In future studies, comparative analyses of cartilage involvement in different forms of arthritis, e.g., RA, hand osteoarthritis (HOA), erosive HOA, and PsA, by the state-of-the-art imaging techniques such as high-resolution morphological and compositional MRI techniques would be a scientifically interesting and clinically relevant field of research. A clearer understanding of the different pathomechanisms may contribute to an improved differentiation of “borderline cases,” even beyond the often sought differentiation of RA vs. PsA. These aspects may help in diagnostically distinguishing between PsA, HOA, and EHOA based on the different patterns of local inflammation and subsequent erosions [51,52,53,54,55].

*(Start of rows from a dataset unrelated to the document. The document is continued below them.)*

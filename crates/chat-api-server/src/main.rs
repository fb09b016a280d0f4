use anyhow::Result;
use chat_cache::Cache;
use std::net::SocketAddr;
use std::sync::Arc;
use tracing::info;

use chat_api_server::config::Settings;
use chat_api_server::services::{
    BotService, ChatService, ConversationRepository, LlmService, LlmSuggestionsClient,
    SuggestionsClient,
};
use chat_api_server::{build_router, AppState};

#[tokio::main]
async fn main() -> Result<()> {
    // Initialize logging
    tracing_subscriber::fmt()
        .with_env_filter(
            std::env::var("RUST_LOG")
                .unwrap_or_else(|_| "info,chat_api_server=debug,chat_cache=debug".to_string()),
        )
        .with_target(true)
        .with_thread_ids(true)
        .json()
        .init();

    info!("🚀 Starting Chat API Server...");

    let settings = Settings::load()?;
    info!("✅ Configuration loaded");

    let cache = Arc::new(Cache::from_options(&settings.cache).await?);
    info!("✅ Cache backend ready ({:?})", cache.kind());

    let llm_service = Arc::new(LlmService::new(settings.llm.clone(), &settings.prompts)?);

    let repository = ConversationRepository::new(cache.clone(), settings.chat.max_saved_messages);
    let chat_service = Arc::new(ChatService::new(
        repository,
        llm_service.clone(),
        settings.chat.default_locale.clone(),
    ));

    let suggestions: Arc<dyn SuggestionsClient> = Arc::new(LlmSuggestionsClient::new(
        llm_service,
        settings.prompts.suggestions_system_prompt.clone(),
    ));

    let bot_service = Arc::new(BotService::new(chat_service.clone(), suggestions.clone()));

    let app = build_router(AppState {
        cache,
        chat_service,
        suggestions,
        bot_service,
    });

    let addr = SocketAddr::from((
        settings.server.host.parse::<std::net::IpAddr>()?,
        settings.server.port,
    ));

    info!("🎯 Server listening on {}", addr);

    let listener = tokio::net::TcpListener::bind(addr).await?;

    axum::serve(listener, app)
        .with_graceful_shutdown(shutdown_signal())
        .await?;

    info!("Server stopped");
    Ok(())
}

async fn shutdown_signal() {
    if let Err(e) = tokio::signal::ctrl_c().await {
        tracing::error!("Failed to listen for shutdown signal: {}", e);
        std::future::pending::<()>().await;
    }
    info!("Shutdown signal received");
}
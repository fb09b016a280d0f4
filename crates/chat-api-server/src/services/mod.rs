pub mod bot;
pub mod conversation;
pub mod llm_service;
pub mod suggestions;

pub use bot::BotService;
pub use conversation::{ChatService, ConversationRepository};
pub use llm_service::LlmService;
pub use suggestions::{LlmSuggestionsClient, SuggestionsClient};
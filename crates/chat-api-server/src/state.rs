use axum::extract::FromRef;
use chat_cache::Cache;
use std::sync::Arc;

use crate::services::{BotService, ChatService, SuggestionsClient};

/// Application state shared across handlers
#[derive(Clone)]
pub struct AppState {
    pub cache: Arc<Cache>,
    pub chat_service: Arc<ChatService>,
    pub suggestions: Arc<dyn SuggestionsClient>,
    pub bot_service: Arc<BotService>,
}

impl FromRef<AppState> for Arc<Cache> {
    fn from_ref(state: &AppState) -> Self {
        state.cache.clone()
    }
}

impl FromRef<AppState> for Arc<ChatService> {
    fn from_ref(state: &AppState) -> Self {
        state.chat_service.clone()
    }
}

impl FromRef<AppState> for Arc<dyn SuggestionsClient> {
    fn from_ref(state: &AppState) -> Self {
        state.suggestions.clone()
    }
}

impl FromRef<AppState> for Arc<BotService> {
    fn from_ref(state: &AppState) -> Self {
        state.bot_service.clone()
    }
}
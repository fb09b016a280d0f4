use serde::{Deserialize, Serialize};
use std::str::FromStr;

#[derive(Debug, Clone, Copy, PartialEq, Eq, Serialize, Deserialize)]
pub enum ActionType {
    /// Follow-up question; no data
    Reply,
    /// Link with more information; data is the URL
    OpenUrl,
    /// Place to show on a map; data is the location
    Map,
}

impl FromStr for ActionType {
    type Err = String;

    fn from_str(s: &str) -> Result<Self, Self::Err> {
        match s.trim() {
            "Reply" => Ok(Self::Reply),
            "OpenUrl" => Ok(Self::OpenUrl),
            "Map" => Ok(Self::Map),
            other => Err(format!("Unknown action type: {}", other)),
        }
    }
}

#[derive(Debug, Clone, PartialEq, Eq, Serialize, Deserialize)]
#[serde(rename_all = "camelCase")]
pub struct SuggestedAction {
    pub text: String,
    pub action_type: ActionType,
    pub action_data: Option<String>,
}
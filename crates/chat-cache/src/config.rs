use serde::{Deserialize, Serialize};
use std::time::Duration;

use crate::error::{CacheError, CacheResult};

/// Which backend holds the cache
#[derive(Debug, Clone, Copy, PartialEq, Eq, Deserialize, Serialize)]
#[serde(rename_all = "snake_case")]
pub enum CacheType {
    #[serde(alias = "in_memory")]
    Local,
    #[serde(alias = "redis")]
    Shared,
}

fn default_operation_timeout_ms() -> u64 {
    2_000
}

#[derive(Debug, Clone, Deserialize, Serialize)]
pub struct CacheOptions {
    #[serde(rename = "type")]
    pub cache_type: CacheType,

    /// Required for `shared`; comma-separated Redis URLs
    #[serde(default)]
    pub connection_string: Option<String>,

    /// Store-wide TTL applied when a write does not pass one
    #[serde(default)]
    pub expiration_seconds: Option<u64>,

    /// Upper bound for a single shared-backend round trip
    #[serde(default = "default_operation_timeout_ms")]
    pub operation_timeout_ms: u64,
}

impl CacheOptions {
    pub fn local(expiration_seconds: Option<u64>) -> Self {
        Self {
            cache_type: CacheType::Local,
            connection_string: None,
            expiration_seconds,
            operation_timeout_ms: default_operation_timeout_ms(),
        }
    }

    pub fn default_ttl(&self) -> Option<Duration> {
        self.expiration_seconds.map(Duration::from_secs)
    }

    pub fn operation_timeout(&self) -> Duration {
        Duration::from_millis(self.operation_timeout_ms)
    }

    pub fn validate(&self) -> CacheResult<()> {
        if self.operation_timeout_ms == 0 {
            return Err(CacheError::Configuration(
                "cache.operation_timeout_ms must be greater than 0".to_string(),
            ));
        }

        if self.cache_type == CacheType::Shared
            && self
                .connection_string
                .as_deref()
                .map_or(true, |s| s.trim().is_empty())
        {
            return Err(CacheError::Configuration(
                "cache.connection_string is required for the shared cache".to_string(),
            ));
        }

        Ok(())
    }
}
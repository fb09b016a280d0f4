use anyhow::Result;
use async_trait::async_trait;
use std::sync::Arc;
use tracing::{debug, warn};

use crate::models::suggestion::{ActionType, SuggestedAction};
use crate::services::llm_service::{ChatMessage, LlmService};

/// Follow-up actions for a reply the user just received
#[cfg_attr(test, mockall::automock)]
#[async_trait]
pub trait SuggestionsClient: Send + Sync {
    async fn suggest(&self, text: &str) -> Result<Vec<SuggestedAction>>;
}

/// Asks the model for suggestions, one per line as `text|ActionType|data`.
pub struct LlmSuggestionsClient {
    llm: Arc<LlmService>,
    system_prompt: String,
}

impl LlmSuggestionsClient {
    pub fn new(llm: Arc<LlmService>, system_prompt: String) -> Self {
        Self { llm, system_prompt }
    }
}

#[async_trait]
impl SuggestionsClient for LlmSuggestionsClient {
    async fn suggest(&self, text: &str) -> Result<Vec<SuggestedAction>> {
        let messages = vec![
            ChatMessage::system(&self.system_prompt),
            ChatMessage::user(text),
        ];

        let raw = self
            .llm
            .generate_chat(messages)
            .await
            .map_err(|e| anyhow::anyhow!(e))?;

        let suggestions = parse_suggestions(&raw);
        debug!("Parsed {} suggestions", suggestions.len());
        Ok(suggestions)
    }
}

/// Parse every well-formed line, skipping the rest.
pub fn parse_suggestions(raw: &str) -> Vec<SuggestedAction> {
    raw.lines()
        .map(str::trim)
        .filter(|line| !line.is_empty())
        .filter_map(|line| match parse_line(line) {
            Ok(action) => Some(action),
            Err(e) => {
                warn!("Skipping suggestion line {:?}: {}", line, e);
                None
            }
        })
        .collect()
}

fn parse_line(line: &str) -> Result<SuggestedAction, String> {
    let mut fields = line.splitn(3, '|').map(str::trim);

    let text = fields.next().unwrap_or_default();
    if text.is_empty() {
        return Err("missing text".to_string());
    }

    let action_type: ActionType = fields
        .next()
        .ok_or_else(|| "missing action type".to_string())?
        .parse()?;

    let action_data = fields
        .next()
        .filter(|data| !data.is_empty())
        .map(str::to_string);

    Ok(SuggestedAction {
        text: text.to_string(),
        action_type,
        action_data,
    })
}

#[cfg(test)]
mod tests {
    use super::*;

    #[test]
    fn test_parse_all_action_types() {
        let raw = "What time does it open?|Reply\n\
                   Official site|OpenUrl|https://museum.example\n\
                   Show me the way|Map|Piazza del Duomo, Milan\n";

        let actions = parse_suggestions(raw);
        assert_eq!(
            actions,
            vec![
                SuggestedAction {
                    text: "What time does it open?".to_string(),
                    action_type: ActionType::Reply,
                    action_data: None,
                },
                SuggestedAction {
                    text: "Official site".to_string(),
                    action_type: ActionType::OpenUrl,
                    action_data: Some("https://museum.example".to_string()),
                },
                SuggestedAction {
                    text: "Show me the way".to_string(),
                    action_type: ActionType::Map,
                    action_data: Some("Piazza del Duomo, Milan".to_string()),
                },
            ]
        );
    }

    #[test]
    fn test_data_may_contain_separator() {
        let actions = parse_suggestions("Search|OpenUrl|https://example.com/?q=a|b");
        assert_eq!(actions[0].action_data.as_deref(), Some("https://example.com/?q=a|b"));
    }

    #[test]
    fn test_malformed_lines_skipped() {
        let raw = "\n   \njust text\n|Reply\nTell me more|Call|555\nTell me more | Reply | \n";

        let actions = parse_suggestions(raw);
        assert_eq!(actions.len(), 1);
        assert_eq!(actions[0].text, "Tell me more");
        assert_eq!(actions[0].action_type, ActionType::Reply);
        assert_eq!(actions[0].action_data, None);
    }

    #[test]
    fn test_blank_response_yields_nothing() {
        assert!(parse_suggestions("  \n\t").is_empty());
    }
}
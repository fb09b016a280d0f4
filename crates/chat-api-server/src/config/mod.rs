pub mod settings;

pub use settings::{ChatConfig, LlmConfig, PromptsConfig, ServerConfig, Settings};
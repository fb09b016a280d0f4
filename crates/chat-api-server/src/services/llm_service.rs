use anyhow::Result;
use async_trait::async_trait;
use reqwest::Client;
use serde::{Deserialize, Serialize};
use std::time::Duration;
use tracing::debug;

use crate::config::{LlmConfig, PromptsConfig};
use crate::models::chat::{Message, Role};
use crate::services::conversation::ChatModel;
use crate::utils::error::ApiError;

/// Message in OpenAI chat-completions form
#[derive(Debug, Clone, Serialize)]
pub struct ChatMessage {
    pub role: String,
    pub content: String,
}

impl ChatMessage {
    pub fn system(content: impl Into<String>) -> Self {
        Self {
            role: "system".to_string(),
            content: content.into(),
        }
    }

    pub fn user(content: impl Into<String>) -> Self {
        Self {
            role: "user".to_string(),
            content: content.into(),
        }
    }
}

impl From<&Message> for ChatMessage {
    fn from(message: &Message) -> Self {
        let role = match message.role() {
            Role::User => "user",
            Role::Assistant => "assistant",
        };
        Self {
            role: role.to_string(),
            content: message.content().to_string(),
        }
    }
}

#[derive(Debug, Serialize)]
pub struct ChatCompletionRequest {
    pub model: String,
    pub messages: Vec<ChatMessage>,
    pub max_tokens: usize,
    pub temperature: f32,
    pub stream: bool,
}

#[derive(Debug, Deserialize)]
struct ChatCompletionResponse {
    choices: Vec<Choice>,
}

#[derive(Debug, Deserialize)]
struct Choice {
    message: ChoiceMessage,
}

#[derive(Debug, Deserialize)]
struct ChoiceMessage {
    content: String,
}

#[derive(Clone)]
pub struct LlmService {
    client: Client,
    config: LlmConfig,
    chat_system_prompt: String,
    greeting_prompt: String,
}

impl LlmService {
    pub fn new(config: LlmConfig, prompts: &PromptsConfig) -> Result<Self> {
        let client = Client::builder()
            .timeout(Duration::from_secs(config.timeout_seconds))
            .build()?;

        Ok(Self {
            client,
            config,
            chat_system_prompt: prompts.chat_system_prompt.clone(),
            greeting_prompt: prompts.greeting_prompt.clone(),
        })
    }

    /// Generate a completion without streaming
    pub async fn generate_chat(&self, messages: Vec<ChatMessage>) -> Result<String, ApiError> {
        debug!("Starting chat generation with {} messages", messages.len());

        let request = ChatCompletionRequest {
            model: self.config.model.clone(),
            messages,
            max_tokens: self.config.max_tokens,
            temperature: self.config.temperature,
            stream: false,
        };

        let mut builder = self
            .client
            .post(format!(
                "{}/v1/chat/completions",
                self.config.base_url.trim_end_matches('/')
            ))
            .json(&request);

        if let Some(api_key) = self.config.api_key.as_deref().filter(|k| !k.is_empty()) {
            builder = builder.bearer_auth(api_key);
        }

        let response = builder
            .send()
            .await
            .map_err(|e| ApiError::LlmError(format!("Failed to call LLM API: {}", e)))?;

        if !response.status().is_success() {
            let status = response.status();
            let body = response.text().await.unwrap_or_default();
            return Err(ApiError::LlmError(format!(
                "LLM API error: {} - {}",
                status, body
            )));
        }

        let chat_response: ChatCompletionResponse = response
            .json()
            .await
            .map_err(|e| ApiError::LlmError(format!("Failed to parse LLM response: {}", e)))?;

        chat_response
            .choices
            .into_iter()
            .next()
            .map(|c| c.message.content)
            .ok_or_else(|| ApiError::LlmError("No choices returned from LLM".to_string()))
    }

    fn greeting_for(&self, locale: &str) -> String {
        self.greeting_prompt.replace("{{LOCALE}}", locale)
    }
}

#[async_trait]
impl ChatModel for LlmService {
    async fn greet(&self, locale: &str) -> Result<String> {
        let messages = vec![
            ChatMessage::system(&self.chat_system_prompt),
            ChatMessage::user(self.greeting_for(locale)),
        ];

        self.generate_chat(messages)
            .await
            .map_err(|e| anyhow::anyhow!(e))
    }

    async fn reply(&self, history: &[Message], user_input: &str) -> Result<String> {
        let mut messages = Vec::with_capacity(history.len() + 2);
        messages.push(ChatMessage::system(&self.chat_system_prompt));
        messages.extend(history.iter().map(ChatMessage::from));
        messages.push(ChatMessage::user(user_input));

        self.generate_chat(messages)
            .await
            .map_err(|e| anyhow::anyhow!(e))
    }
}
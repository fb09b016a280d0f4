use async_trait::async_trait;
use redis::aio::ConnectionManager;
use redis::{AsyncCommands, RedisResult};
use std::future::Future;
use std::time::Duration;
use tracing::{debug, info, warn};

use crate::error::{CacheError, CacheResult};
use crate::store::{to_json, validate_key, CacheStore, CacheValue};

/// Keys fetched per SCAN round trip during `clear`
const SCAN_BATCH: usize = 500;

#[derive(Clone)]
struct Endpoint {
    url: String, // redacted, for logs only
    connection: ConnectionManager,
}

/// Shared cache backed by Redis.
///
/// Values are stored as JSON strings. Expiration is delegated to Redis
/// (`PSETEX`), so entries disappear at their deadline whether or not anyone
/// reads them. Every round trip is bounded by `operation_timeout`; transport
/// failures and timeouts both surface as `BackendUnavailable`.
#[derive(Clone)]
pub struct RedisCache {
    connection: ConnectionManager,
    endpoints: Vec<Endpoint>,
    default_ttl: Option<Duration>,
    operation_timeout: Duration,
}

impl RedisCache {
    /// Connect to every endpoint in `connection_string`.
    ///
    /// The connection string is a comma-separated list of Redis URLs
    /// (`redis://host:6379`); bare `host:port` entries get the `redis://`
    /// scheme. Data commands go to the first endpoint, `clear` visits all.
    pub async fn connect(
        connection_string: &str,
        default_ttl: Option<Duration>,
        operation_timeout: Duration,
    ) -> CacheResult<Self> {
        let urls = parse_endpoints(connection_string)?;
        let mut endpoints = Vec::with_capacity(urls.len());

        for url in urls {
            let redacted = redact_url(&url);
            let client = redis::Client::open(url.as_str()).map_err(|e| {
                CacheError::Configuration(format!("Invalid Redis URL {}: {}", redacted, e))
            })?;

            let connection = match tokio::time::timeout(
                operation_timeout,
                client.get_connection_manager(),
            )
            .await
            {
                Ok(Ok(conn)) => conn,
                Ok(Err(e)) => {
                    return Err(CacheError::BackendUnavailable(format!(
                        "Failed to connect to Redis at {}: {}",
                        redacted, e
                    )))
                }
                Err(_) => {
                    return Err(CacheError::BackendUnavailable(format!(
                        "Timed out connecting to Redis at {}",
                        redacted
                    )))
                }
            };

            info!("Connected to Redis at {}", redacted);
            endpoints.push(Endpoint {
                url: redacted,
                connection,
            });
        }

        let connection = endpoints
            .first()
            .map(|e| e.connection.clone())
            .ok_or_else(|| CacheError::Configuration("No Redis endpoint configured".to_string()))?;

        Ok(Self {
            connection,
            endpoints,
            default_ttl,
            operation_timeout,
        })
    }

    /// Round trip to the primary endpoint
    pub async fn ping(&self) -> CacheResult<()> {
        let mut conn = self.connection.clone();
        let cmd = redis::cmd("PING");
        self.run("PING", cmd.query_async::<String>(&mut conn)).await?;
        Ok(())
    }

    async fn run<T, F>(&self, op: &'static str, fut: F) -> CacheResult<T>
    where
        F: Future<Output = RedisResult<T>>,
    {
        match tokio::time::timeout(self.operation_timeout, fut).await {
            Ok(Ok(value)) => Ok(value),
            Ok(Err(e)) => Err(CacheError::BackendUnavailable(format!(
                "Redis {} failed: {}",
                op, e
            ))),
            Err(_) => Err(CacheError::BackendUnavailable(format!(
                "Redis {} timed out after {:?}",
                op, self.operation_timeout
            ))),
        }
    }

    /// Enumerate the keys `endpoint` holds and delete them through the
    /// primary connection. Replicas only ever see SCAN.
    async fn clear_endpoint(&self, endpoint: &Endpoint) -> CacheResult<usize> {
        let mut scan_conn = endpoint.connection.clone();
        let mut primary = self.connection.clone();
        let mut cursor: u64 = 0;
        let mut removed = 0;

        loop {
            let mut scan = redis::cmd("SCAN");
            scan.arg(cursor).arg("COUNT").arg(SCAN_BATCH);
            let (next, keys): (u64, Vec<String>) =
                self.run("SCAN", scan.query_async(&mut scan_conn)).await?;

            if !keys.is_empty() {
                removed += self.run("DEL", primary.del::<_, usize>(keys)).await?;
            }

            if next == 0 {
                break;
            }
            cursor = next;
        }

        Ok(removed)
    }
}

#[async_trait]
impl CacheStore for RedisCache {
    async fn try_get<T: CacheValue>(&self, key: &str) -> CacheResult<Option<T>> {
        validate_key(key)?;
        let mut conn = self.connection.clone();

        let raw: Option<String> = self.run("GET", conn.get(key)).await?;
        let Some(text) = raw else {
            return Ok(None);
        };

        // A stored JSON `null` reads as a miss
        serde_json::from_str::<Option<T>>(&text)
            .map_err(|e| CacheError::Deserialization(format!("key {}: {}", key, e)))
    }

    async fn set<T: CacheValue>(
        &self,
        key: &str,
        value: T,
        ttl: Option<Duration>,
    ) -> CacheResult<()> {
        validate_key(key)?;
        let payload = to_json(&value)?;
        let mut conn = self.connection.clone();

        match ttl.or(self.default_ttl) {
            Some(ttl) => {
                // PSETEX rejects 0; the smallest deadline Redis accepts is 1ms
                let millis = u64::try_from(ttl.as_millis()).unwrap_or(u64::MAX).max(1);
                self.run("PSETEX", conn.pset_ex::<_, _, ()>(key, payload, millis))
                    .await?;
            }
            None => {
                self.run("SET", conn.set::<_, _, ()>(key, payload)).await?;
            }
        }

        debug!("Updated key {} in Redis", key);
        Ok(())
    }

    async fn contains_key(&self, key: &str) -> CacheResult<bool> {
        validate_key(key)?;
        let mut conn = self.connection.clone();
        self.run("EXISTS", conn.exists::<_, bool>(key)).await
    }

    async fn remove(&self, key: &str) -> CacheResult<()> {
        validate_key(key)?;
        let mut conn = self.connection.clone();
        self.run("DEL", conn.del::<_, ()>(key)).await
    }

    /// Not atomic: writers racing with `clear` may leave keys behind.
    /// Keys found on any endpoint are deleted on the primary.
    async fn clear(&self) -> CacheResult<()> {
        let mut first_error = None;

        for endpoint in &self.endpoints {
            match self.clear_endpoint(endpoint).await {
                Ok(removed) => info!("Cleared {} keys found on {}", removed, endpoint.url),
                Err(e) => {
                    warn!("Failed to clear keys on {}: {}", endpoint.url, e);
                    first_error.get_or_insert(e);
                }
            }
        }

        match first_error {
            Some(e) => Err(e),
            None => Ok(()),
        }
    }
}

fn parse_endpoints(connection_string: &str) -> CacheResult<Vec<String>> {
    let urls: Vec<String> = connection_string
        .split(',')
        .map(str::trim)
        .filter(|s| !s.is_empty())
        .map(|s| {
            if s.contains("://") {
                s.to_string()
            } else {
                format!("redis://{}", s)
            }
        })
        .collect();

    if urls.is_empty() {
        return Err(CacheError::Configuration(
            "Redis connection string is empty".to_string(),
        ));
    }
    Ok(urls)
}

/// Strip credentials so URLs can be logged
fn redact_url(url: &str) -> String {
    match (url.find("://"), url.rfind('@')) {
        (Some(scheme_end), Some(at)) if at > scheme_end => {
            format!("{}://***@{}", &url[..scheme_end], &url[at + 1..])
        }
        _ => url.to_string(),
    }
}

Our study has limitations. First, we only considered a small study population of PsA patients in a cross-sectional design. Therefore, our findings have to be confirmed by future studies including larger numbers of PsA patients and, potentially, longitudinal study designs, allowing further in-depth analysis of potential associations of early cartilage changes and the development of bone erosions and proliferations over time. Second, even though absolute dGEMRIC values are obtained in the present and other studies, substantial variability in the dGEMRIC protocols limits the generalizability and comparability of our findings. Third, dGEMRIC may be prone to quantification inaccuracy, for example, in the presence of hyperperfusion [56]. Therefore, particular care was taken to delineate and place ROIs as precise and accurate as possible to exclude artifacts and surrounding structures. Fourth, our study population consisted of patients with long-standing PsA. Considering that total joint damage, including damage to both the bone and cartilage, is the result of long-standing and not only acutely present inflammation, the long disease duration certainly influenced the association of dGEMRIC indices and PsAMRIS. Therefore, it remains unknown, whether dGEMRIC changes also occur in patients with early PsA, even though studies of serological markers have demonstrated cartilage involvement in all stages of the disease [47, 49]. Fifth, we did not include a healthy control group to our study to investigate the correlation of absent inflammatory changes and high dGEMRIC indices. However, due to the recent discoveries regarding gadolinium-based contrast agents and their potential risks, the inclusion of healthy volunteers was not justified by ethical standards [57]. In future studies, compositional MRI is needed which does not rely on the intravenous application of contrast agents.

Conclusion

In conclusion, we found low dGEMRIC indices in the cartilage as an indication of proteoglycan loss to be strongly related to acute inflammatory changes, especially synovitis, periarticular inflammation, and flexor tenosynovitis, but not to bone erosion or proliferation in PsA patients. These findings further illustrate in vivo concepts of the pathophysiology in PsA. Further research on the role of cartilage damage (and its pre-morphological precursors) in PsA is warranted to improve the detection and monitoring of PsA in comprehensive efforts to prevent functional disabilities and potentially to predict long-term outcomes.